» Data excerpts

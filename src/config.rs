use crate::player::{Player, PlayerId};

pub const MIN_SEATS: usize = 2;
/// Eight players use at most 16 hole cards + 3 burns + 5 board cards.
pub const MAX_SEATS: usize = 8;

#[derive(thiserror::Error, Debug, Clone, PartialEq, Eq)]
#[non_exhaustive]
pub enum ConfigError {
    #[error("table needs between 2 and 8 seats, got {0}")]
    SeatCount(usize),
    #[error("big blind must be positive")]
    ZeroBigBlind,
    #[error("small blind {small} exceeds big blind {big}")]
    BlindOrder { small: u64, big: u64 },
}

/// Table stakes and seating.
///
/// ```
/// use holdem_round::config::TableConfig;
///
/// let cfg = TableConfig::default().with_blinds(10, 20).with_seats(["Ann", "Bo"]);
/// assert!(cfg.validate().is_ok());
/// assert_eq!(cfg.players().len(), 2);
/// ```
#[derive(Debug, Clone, PartialEq, Eq)]
pub struct TableConfig {
    pub starting_chips: u64,
    pub small_blind: u64,
    pub big_blind: u64,
    pub seats: Vec<String>,
}

impl Default for TableConfig {
    fn default() -> Self {
        Self {
            starting_chips: 1000,
            small_blind: 5,
            big_blind: 10,
            seats: vec!["P1".into(), "P2".into(), "P3".into()],
        }
    }
}

impl TableConfig {
    /// `n` seats named `P1..Pn`.
    pub fn with_player_count(mut self, n: usize) -> Self {
        self.seats = (1..=n).map(|i| format!("P{i}")).collect();
        self
    }

    pub fn with_seats<I, S>(mut self, names: I) -> Self
    where
        I: IntoIterator<Item = S>,
        S: Into<String>,
    {
        self.seats = names.into_iter().map(Into::into).collect();
        self
    }

    pub fn with_blinds(mut self, small: u64, big: u64) -> Self {
        self.small_blind = small;
        self.big_blind = big;
        self
    }

    pub fn with_starting_chips(mut self, chips: u64) -> Self {
        self.starting_chips = chips;
        self
    }

    pub fn validate(&self) -> Result<(), ConfigError> {
        if !(MIN_SEATS..=MAX_SEATS).contains(&self.seats.len()) {
            return Err(ConfigError::SeatCount(self.seats.len()));
        }
        if self.big_blind == 0 {
            return Err(ConfigError::ZeroBigBlind);
        }
        if self.small_blind > self.big_blind {
            return Err(ConfigError::BlindOrder { small: self.small_blind, big: self.big_blind });
        }
        Ok(())
    }

    /// Fresh players in seat order, ids matching seat indices.
    pub fn players(&self) -> Vec<Player> {
        self.seats
            .iter()
            .enumerate()
            .map(|(i, name)| Player::new(PlayerId(i), name.clone(), self.starting_chips))
            .collect()
    }
}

» What to produce
Look for the string "TableConfig" in the records, and copy every line where it is found.

» Response
/// use holdem_round::config::TableConfig;
/// let cfg = TableConfig::default().with_blinds(10, 20).with_seats(["Ann", "Bo"]);
pub struct TableConfig {
impl Default for TableConfig {
impl TableConfig {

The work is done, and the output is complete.